Dataset entries
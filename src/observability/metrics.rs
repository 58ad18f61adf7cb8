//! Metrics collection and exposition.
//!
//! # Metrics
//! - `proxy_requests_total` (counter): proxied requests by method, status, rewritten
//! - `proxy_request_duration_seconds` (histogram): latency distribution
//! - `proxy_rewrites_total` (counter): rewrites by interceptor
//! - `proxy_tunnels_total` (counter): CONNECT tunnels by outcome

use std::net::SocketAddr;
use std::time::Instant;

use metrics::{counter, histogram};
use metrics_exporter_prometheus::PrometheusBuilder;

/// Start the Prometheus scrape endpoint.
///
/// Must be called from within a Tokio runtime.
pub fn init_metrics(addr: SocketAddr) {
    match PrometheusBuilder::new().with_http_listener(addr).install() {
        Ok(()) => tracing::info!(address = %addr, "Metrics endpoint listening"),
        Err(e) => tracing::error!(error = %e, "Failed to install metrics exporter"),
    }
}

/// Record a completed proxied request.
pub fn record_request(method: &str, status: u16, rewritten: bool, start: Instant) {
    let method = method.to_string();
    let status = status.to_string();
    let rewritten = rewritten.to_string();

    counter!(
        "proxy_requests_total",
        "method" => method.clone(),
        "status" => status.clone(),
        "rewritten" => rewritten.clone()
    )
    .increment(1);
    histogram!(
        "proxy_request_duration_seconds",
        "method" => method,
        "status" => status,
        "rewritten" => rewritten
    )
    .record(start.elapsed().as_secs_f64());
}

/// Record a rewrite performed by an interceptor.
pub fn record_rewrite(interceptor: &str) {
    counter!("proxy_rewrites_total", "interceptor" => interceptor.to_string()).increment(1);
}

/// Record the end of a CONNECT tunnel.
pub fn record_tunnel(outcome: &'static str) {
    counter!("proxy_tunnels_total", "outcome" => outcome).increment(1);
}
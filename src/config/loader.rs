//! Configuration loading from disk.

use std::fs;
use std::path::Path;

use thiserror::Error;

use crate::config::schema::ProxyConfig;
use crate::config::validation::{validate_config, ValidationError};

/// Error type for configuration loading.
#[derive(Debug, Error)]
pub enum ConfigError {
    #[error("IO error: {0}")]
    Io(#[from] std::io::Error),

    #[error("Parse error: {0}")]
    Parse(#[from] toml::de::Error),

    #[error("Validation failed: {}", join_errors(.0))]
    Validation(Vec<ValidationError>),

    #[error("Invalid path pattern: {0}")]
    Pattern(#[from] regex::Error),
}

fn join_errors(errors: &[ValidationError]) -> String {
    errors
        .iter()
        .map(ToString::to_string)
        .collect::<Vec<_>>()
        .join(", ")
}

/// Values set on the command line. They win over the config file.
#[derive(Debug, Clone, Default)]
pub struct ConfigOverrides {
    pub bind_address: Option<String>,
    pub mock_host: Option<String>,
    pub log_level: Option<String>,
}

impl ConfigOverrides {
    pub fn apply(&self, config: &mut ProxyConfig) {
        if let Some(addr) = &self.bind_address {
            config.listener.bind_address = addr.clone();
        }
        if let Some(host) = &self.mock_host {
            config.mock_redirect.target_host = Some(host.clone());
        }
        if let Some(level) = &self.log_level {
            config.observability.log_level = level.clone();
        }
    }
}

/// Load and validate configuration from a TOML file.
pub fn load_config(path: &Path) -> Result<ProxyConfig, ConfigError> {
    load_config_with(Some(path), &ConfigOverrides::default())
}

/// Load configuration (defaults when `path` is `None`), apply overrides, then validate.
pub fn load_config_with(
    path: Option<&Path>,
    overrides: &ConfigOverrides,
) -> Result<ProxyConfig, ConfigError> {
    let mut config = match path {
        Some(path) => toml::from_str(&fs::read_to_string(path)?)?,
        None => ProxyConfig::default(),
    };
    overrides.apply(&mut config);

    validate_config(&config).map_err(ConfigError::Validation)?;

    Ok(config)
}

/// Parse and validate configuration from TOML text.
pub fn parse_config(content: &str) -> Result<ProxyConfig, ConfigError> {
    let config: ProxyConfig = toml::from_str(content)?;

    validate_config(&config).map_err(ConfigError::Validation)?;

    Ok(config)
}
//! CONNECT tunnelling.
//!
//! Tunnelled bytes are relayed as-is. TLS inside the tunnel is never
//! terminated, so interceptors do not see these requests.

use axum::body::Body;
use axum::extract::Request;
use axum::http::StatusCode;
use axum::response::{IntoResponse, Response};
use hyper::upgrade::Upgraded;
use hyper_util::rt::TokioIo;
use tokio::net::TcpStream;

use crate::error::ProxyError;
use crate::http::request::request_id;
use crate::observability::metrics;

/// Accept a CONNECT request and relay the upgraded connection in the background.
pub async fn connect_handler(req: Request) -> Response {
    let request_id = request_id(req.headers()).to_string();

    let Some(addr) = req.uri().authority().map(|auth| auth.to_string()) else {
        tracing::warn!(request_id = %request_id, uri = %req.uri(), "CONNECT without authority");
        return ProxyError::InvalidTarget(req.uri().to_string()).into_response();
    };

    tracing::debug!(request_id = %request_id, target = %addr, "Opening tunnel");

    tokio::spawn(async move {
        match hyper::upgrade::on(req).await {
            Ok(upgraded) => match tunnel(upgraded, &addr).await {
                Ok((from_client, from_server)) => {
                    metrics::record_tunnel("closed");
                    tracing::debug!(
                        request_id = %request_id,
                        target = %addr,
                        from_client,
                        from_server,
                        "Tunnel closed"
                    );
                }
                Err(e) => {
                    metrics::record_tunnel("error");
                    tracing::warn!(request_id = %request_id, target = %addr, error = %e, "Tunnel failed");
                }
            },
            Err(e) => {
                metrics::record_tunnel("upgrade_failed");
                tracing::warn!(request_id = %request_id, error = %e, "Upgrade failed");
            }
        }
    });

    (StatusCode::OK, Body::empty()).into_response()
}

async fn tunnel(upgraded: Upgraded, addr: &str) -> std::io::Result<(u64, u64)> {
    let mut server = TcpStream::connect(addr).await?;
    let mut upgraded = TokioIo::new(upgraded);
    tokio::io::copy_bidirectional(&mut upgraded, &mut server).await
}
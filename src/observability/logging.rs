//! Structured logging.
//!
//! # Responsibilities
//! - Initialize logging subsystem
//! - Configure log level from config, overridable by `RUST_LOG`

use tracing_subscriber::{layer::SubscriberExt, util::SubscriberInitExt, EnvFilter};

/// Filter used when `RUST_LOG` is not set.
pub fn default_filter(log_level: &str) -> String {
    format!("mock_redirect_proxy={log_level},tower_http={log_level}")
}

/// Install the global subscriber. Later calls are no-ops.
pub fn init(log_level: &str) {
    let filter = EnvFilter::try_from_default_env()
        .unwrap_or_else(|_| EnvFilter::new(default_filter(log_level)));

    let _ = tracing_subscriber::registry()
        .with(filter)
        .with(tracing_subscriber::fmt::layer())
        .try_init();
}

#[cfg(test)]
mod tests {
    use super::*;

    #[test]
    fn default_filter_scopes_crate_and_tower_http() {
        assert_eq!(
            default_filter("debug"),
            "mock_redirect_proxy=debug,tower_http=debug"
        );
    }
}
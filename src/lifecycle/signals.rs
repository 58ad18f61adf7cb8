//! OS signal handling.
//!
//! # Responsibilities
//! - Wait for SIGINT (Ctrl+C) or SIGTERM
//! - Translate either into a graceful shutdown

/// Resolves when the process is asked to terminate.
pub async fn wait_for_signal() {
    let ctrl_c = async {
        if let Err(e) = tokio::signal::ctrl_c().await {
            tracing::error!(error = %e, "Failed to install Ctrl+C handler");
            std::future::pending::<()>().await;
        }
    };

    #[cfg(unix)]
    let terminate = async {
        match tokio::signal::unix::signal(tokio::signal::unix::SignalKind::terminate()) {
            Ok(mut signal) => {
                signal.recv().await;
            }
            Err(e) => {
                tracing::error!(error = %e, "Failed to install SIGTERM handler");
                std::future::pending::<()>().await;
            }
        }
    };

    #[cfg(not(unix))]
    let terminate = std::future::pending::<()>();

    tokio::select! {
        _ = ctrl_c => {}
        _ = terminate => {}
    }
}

> **Your objective**
Only the lines from the first line of the records through the one containing "(histogram): latency distribution" should be reproduced, exactly, with both of them included.

> **Task solution**
filename src/observability/metrics.rs
repository 58ad18f61adf7cb8
//! Metrics collection and exposition.
//!
//! # Metrics
//! - `proxy_requests_total` (counter): proxied requests by method, status, rewritten
//! - `proxy_request_duration_seconds` (histogram): latency distribution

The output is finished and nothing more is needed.